--- What this task involves ---
Each entry below must appear in the output exactly as written.

--- Dataset entries ---

═══

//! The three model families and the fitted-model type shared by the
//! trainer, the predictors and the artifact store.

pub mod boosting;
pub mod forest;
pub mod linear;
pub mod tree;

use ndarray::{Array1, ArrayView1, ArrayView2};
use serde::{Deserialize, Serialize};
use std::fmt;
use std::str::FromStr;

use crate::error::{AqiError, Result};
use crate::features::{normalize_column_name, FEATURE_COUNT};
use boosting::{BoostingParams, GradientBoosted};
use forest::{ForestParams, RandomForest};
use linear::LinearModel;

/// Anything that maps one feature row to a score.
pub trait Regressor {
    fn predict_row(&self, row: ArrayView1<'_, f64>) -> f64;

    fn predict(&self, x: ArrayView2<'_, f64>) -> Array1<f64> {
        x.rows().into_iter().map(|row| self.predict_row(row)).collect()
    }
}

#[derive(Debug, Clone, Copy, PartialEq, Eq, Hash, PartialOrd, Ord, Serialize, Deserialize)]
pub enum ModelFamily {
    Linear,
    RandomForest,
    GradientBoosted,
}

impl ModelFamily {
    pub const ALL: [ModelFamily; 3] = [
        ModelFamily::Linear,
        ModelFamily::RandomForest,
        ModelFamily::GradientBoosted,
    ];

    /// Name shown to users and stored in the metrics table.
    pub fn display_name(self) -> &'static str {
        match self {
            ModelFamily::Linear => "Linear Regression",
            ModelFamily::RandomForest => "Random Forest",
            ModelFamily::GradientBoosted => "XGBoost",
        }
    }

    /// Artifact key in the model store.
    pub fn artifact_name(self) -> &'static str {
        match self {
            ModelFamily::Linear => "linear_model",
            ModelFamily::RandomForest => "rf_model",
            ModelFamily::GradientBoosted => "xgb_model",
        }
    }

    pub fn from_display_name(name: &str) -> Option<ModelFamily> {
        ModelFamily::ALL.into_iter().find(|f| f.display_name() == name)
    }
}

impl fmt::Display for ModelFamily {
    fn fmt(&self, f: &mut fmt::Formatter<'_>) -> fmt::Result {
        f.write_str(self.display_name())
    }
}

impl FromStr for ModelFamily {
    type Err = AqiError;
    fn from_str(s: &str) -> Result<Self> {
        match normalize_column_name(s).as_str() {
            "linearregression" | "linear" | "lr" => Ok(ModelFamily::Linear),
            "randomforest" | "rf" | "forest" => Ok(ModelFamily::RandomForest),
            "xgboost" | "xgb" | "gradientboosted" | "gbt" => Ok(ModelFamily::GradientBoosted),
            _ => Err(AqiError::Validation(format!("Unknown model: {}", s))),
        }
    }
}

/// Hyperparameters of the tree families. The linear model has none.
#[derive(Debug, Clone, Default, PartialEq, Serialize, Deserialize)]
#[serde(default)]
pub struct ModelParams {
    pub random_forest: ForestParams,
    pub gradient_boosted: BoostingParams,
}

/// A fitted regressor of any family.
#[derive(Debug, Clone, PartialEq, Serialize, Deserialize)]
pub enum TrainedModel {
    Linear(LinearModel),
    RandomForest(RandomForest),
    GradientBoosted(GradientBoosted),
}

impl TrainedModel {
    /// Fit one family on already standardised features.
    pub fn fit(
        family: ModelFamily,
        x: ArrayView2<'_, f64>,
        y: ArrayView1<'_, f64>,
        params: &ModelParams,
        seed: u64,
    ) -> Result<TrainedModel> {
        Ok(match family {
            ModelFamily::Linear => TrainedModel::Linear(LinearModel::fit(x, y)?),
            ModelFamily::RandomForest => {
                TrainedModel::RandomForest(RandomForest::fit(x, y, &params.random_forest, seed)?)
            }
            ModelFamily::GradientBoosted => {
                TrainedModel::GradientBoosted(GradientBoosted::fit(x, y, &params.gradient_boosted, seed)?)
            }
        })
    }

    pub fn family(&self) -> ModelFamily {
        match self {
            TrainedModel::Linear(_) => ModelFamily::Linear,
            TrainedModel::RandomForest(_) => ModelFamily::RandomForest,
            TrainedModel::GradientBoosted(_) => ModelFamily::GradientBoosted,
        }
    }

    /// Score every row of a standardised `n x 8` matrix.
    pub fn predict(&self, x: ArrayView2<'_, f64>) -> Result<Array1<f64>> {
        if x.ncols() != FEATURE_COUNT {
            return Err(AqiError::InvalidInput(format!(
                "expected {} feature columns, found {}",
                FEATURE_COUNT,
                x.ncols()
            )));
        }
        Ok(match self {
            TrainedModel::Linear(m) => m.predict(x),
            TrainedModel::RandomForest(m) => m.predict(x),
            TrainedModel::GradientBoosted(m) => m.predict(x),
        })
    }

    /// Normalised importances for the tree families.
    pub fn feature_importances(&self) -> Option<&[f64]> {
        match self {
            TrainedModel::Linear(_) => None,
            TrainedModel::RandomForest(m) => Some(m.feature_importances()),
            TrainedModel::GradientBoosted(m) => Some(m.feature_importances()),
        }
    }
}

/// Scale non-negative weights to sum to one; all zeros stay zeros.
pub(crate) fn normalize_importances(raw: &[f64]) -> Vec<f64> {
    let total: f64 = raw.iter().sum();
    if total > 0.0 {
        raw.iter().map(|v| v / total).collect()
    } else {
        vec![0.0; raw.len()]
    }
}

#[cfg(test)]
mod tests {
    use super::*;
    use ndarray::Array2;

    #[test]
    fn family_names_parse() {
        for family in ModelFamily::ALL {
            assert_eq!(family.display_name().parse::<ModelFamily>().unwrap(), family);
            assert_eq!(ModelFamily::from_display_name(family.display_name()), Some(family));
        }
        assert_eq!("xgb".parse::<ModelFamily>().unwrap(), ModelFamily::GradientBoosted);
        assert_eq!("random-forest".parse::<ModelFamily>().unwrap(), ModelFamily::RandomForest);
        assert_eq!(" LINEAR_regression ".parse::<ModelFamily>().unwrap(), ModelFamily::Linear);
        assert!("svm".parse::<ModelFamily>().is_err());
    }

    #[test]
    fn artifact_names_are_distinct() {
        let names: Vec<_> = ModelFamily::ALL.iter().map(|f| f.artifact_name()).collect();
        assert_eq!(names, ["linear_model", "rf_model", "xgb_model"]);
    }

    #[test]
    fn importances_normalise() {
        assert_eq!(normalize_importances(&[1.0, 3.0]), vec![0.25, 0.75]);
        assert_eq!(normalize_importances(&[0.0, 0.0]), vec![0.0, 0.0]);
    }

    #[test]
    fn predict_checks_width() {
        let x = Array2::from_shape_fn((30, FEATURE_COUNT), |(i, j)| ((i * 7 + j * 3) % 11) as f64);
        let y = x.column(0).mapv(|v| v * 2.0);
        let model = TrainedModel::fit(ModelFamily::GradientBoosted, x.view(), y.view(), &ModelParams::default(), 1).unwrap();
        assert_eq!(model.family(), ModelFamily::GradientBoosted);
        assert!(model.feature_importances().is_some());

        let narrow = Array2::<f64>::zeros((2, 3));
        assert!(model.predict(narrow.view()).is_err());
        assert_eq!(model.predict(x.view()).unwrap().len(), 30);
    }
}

═══

--- Exercise answer ---
//! The three model families and the fitted-model type shared by the
//! trainer, the predictors and the artifact store.

pub mod boosting;
pub mod forest;
pub mod linear;
pub mod tree;

use ndarray::{Array1, ArrayView1, ArrayView2};
use serde::{Deserialize, Serialize};
use std::fmt;
use std::str::FromStr;

use crate::error::{AqiError, Result};
use crate::features::{normalize_column_name, FEATURE_COUNT};
use boosting::{BoostingParams, GradientBoosted};
use forest::{ForestParams, RandomForest};
use linear::LinearModel;

/// Anything that maps one feature row to a score.
pub trait Regressor {
    fn predict_row(&self, row: ArrayView1<'_, f64>) -> f64;

    fn predict(&self, x: ArrayView2<'_, f64>) -> Array1<f64> {
        x.rows().into_iter().map(|row| self.predict_row(row)).collect()
    }
}

#[derive(Debug, Clone, Copy, PartialEq, Eq, Hash, PartialOrd, Ord, Serialize, Deserialize)]
pub enum ModelFamily {
    Linear,
    RandomForest,
    GradientBoosted,
}

impl ModelFamily {
    pub const ALL: [ModelFamily; 3] = [
        ModelFamily::Linear,
        ModelFamily::RandomForest,
        ModelFamily::GradientBoosted,
    ];

    /// Name shown to users and stored in the metrics table.
    pub fn display_name(self) -> &'static str {
        match self {
            ModelFamily::Linear => "Linear Regression",
            ModelFamily::RandomForest => "Random Forest",
            ModelFamily::GradientBoosted => "XGBoost",
        }
    }

    /// Artifact key in the model store.
    pub fn artifact_name(self) -> &'static str {
        match self {
            ModelFamily::Linear => "linear_model",
            ModelFamily::RandomForest => "rf_model",
            ModelFamily::GradientBoosted => "xgb_model",
        }
    }

    pub fn from_display_name(name: &str) -> Option<ModelFamily> {
        ModelFamily::ALL.into_iter().find(|f| f.display_name() == name)
    }
}

impl fmt::Display for ModelFamily {
    fn fmt(&self, f: &mut fmt::Formatter<'_>) -> fmt::Result {
        f.write_str(self.display_name())
    }
}

impl FromStr for ModelFamily {
    type Err = AqiError;
    fn from_str(s: &str) -> Result<Self> {
        match normalize_column_name(s).as_str() {
            "linearregression" | "linear" | "lr" => Ok(ModelFamily::Linear),
            "randomforest" | "rf" | "forest" => Ok(ModelFamily::RandomForest),
            "xgboost" | "xgb" | "gradientboosted" | "gbt" => Ok(ModelFamily::GradientBoosted),
            _ => Err(AqiError::Validation(format!("Unknown model: {}", s))),
        }
    }
}

/// Hyperparameters of the tree families. The linear model has none.
#[derive(Debug, Clone, Default, PartialEq, Serialize, Deserialize)]
#[serde(default)]
pub struct ModelParams {
    pub random_forest: ForestParams,
    pub gradient_boosted: BoostingParams,
}

/// A fitted regressor of any family.
#[derive(Debug, Clone, PartialEq, Serialize, Deserialize)]
pub enum TrainedModel {
    Linear(LinearModel),
    RandomForest(RandomForest),
    GradientBoosted(GradientBoosted),
}

impl TrainedModel {
    /// Fit one family on already standardised features.
    pub fn fit(
        family: ModelFamily,
        x: ArrayView2<'_, f64>,
        y: ArrayView1<'_, f64>,
        params: &ModelParams,
        seed: u64,
    ) -> Result<TrainedModel> {
        Ok(match family {
            ModelFamily::Linear => TrainedModel::Linear(LinearModel::fit(x, y)?),
            ModelFamily::RandomForest => {
                TrainedModel::RandomForest(RandomForest::fit(x, y, &params.random_forest, seed)?)
            }
            ModelFamily::GradientBoosted => {
                TrainedModel::GradientBoosted(GradientBoosted::fit(x, y, &params.gradient_boosted, seed)?)
            }
        })
    }

    pub fn family(&self) -> ModelFamily {
        match self {
            TrainedModel::Linear(_) => ModelFamily::Linear,
            TrainedModel::RandomForest(_) => ModelFamily::RandomForest,
            TrainedModel::GradientBoosted(_) => ModelFamily::GradientBoosted,
        }
    }

    /// Score every row of a standardised `n x 8` matrix.
    pub fn predict(&self, x: ArrayView2<'_, f64>) -> Result<Array1<f64>> {
        if x.ncols() != FEATURE_COUNT {
            return Err(AqiError::InvalidInput(format!(
                "expected {} feature columns, found {}",
                FEATURE_COUNT,
                x.ncols()
            )));
        }
        Ok(match self {
            TrainedModel::Linear(m) => m.predict(x),
            TrainedModel::RandomForest(m) => m.predict(x),
            TrainedModel::GradientBoosted(m) => m.predict(x),
        })
    }

    /// Normalised importances for the tree families.
    pub fn feature_importances(&self) -> Option<&[f64]> {
        match self {
            TrainedModel::Linear(_) => None,
            TrainedModel::RandomForest(m) => Some(m.feature_importances()),
            TrainedModel::GradientBoosted(m) => Some(m.feature_importances()),
        }
    }
}

/// Scale non-negative weights to sum to one; all zeros stay zeros.
pub(crate) fn normalize_importances(raw: &[f64]) -> Vec<f64> {
    let total: f64 = raw.iter().sum();
    if total > 0.0 {
        raw.iter().map(|v| v / total).collect()
    } else {
        vec![0.0; raw.len()]
    }
}

#[cfg(test)]
mod tests {
    use super::*;
    use ndarray::Array2;

    #[test]
    fn family_names_parse() {
        for family in ModelFamily::ALL {
            assert_eq!(family.display_name().parse::<ModelFamily>().unwrap(), family);
            assert_eq!(ModelFamily::from_display_name(family.display_name()), Some(family));
        }
        assert_eq!("xgb".parse::<ModelFamily>().unwrap(), ModelFamily::GradientBoosted);
        assert_eq!("random-forest".parse::<ModelFamily>().unwrap(), ModelFamily::RandomForest);
        assert_eq!(" LINEAR_regression ".parse::<ModelFamily>().unwrap(), ModelFamily::Linear);
        assert!("svm".parse::<ModelFamily>().is_err());
    }

    #[test]
    fn artifact_names_are_distinct() {
        let names: Vec<_> = ModelFamily::ALL.iter().map(|f| f.artifact_name()).collect();
        assert_eq!(names, ["linear_model", "rf_model", "xgb_model"]);
    }

    #[test]
    fn importances_normalise() {
        assert_eq!(normalize_importances(&[1.0, 3.0]), vec![0.25, 0.75]);
        assert_eq!(normalize_importances(&[0.0, 0.0]), vec![0.0, 0.0]);
    }

    #[test]
    fn predict_checks_width() {
        let x = Array2::from_shape_fn((30, FEATURE_COUNT), |(i, j)| ((i * 7 + j * 3) % 11) as f64);
        let y = x.column(0).mapv(|v| v * 2.0);
        let model = TrainedModel::fit(ModelFamily::GradientBoosted, x.view(), y.view(), &ModelParams::default(), 1).unwrap();
        assert_eq!(model.family(), ModelFamily::GradientBoosted);
        assert!(model.feature_importances().is_some());

        let narrow = Array2::<f64>::zeros((2, 3));
        assert!(model.predict(narrow.view()).is_err());
        assert_eq!(model.predict(x.view()).unwrap().len(), 30);
    }
}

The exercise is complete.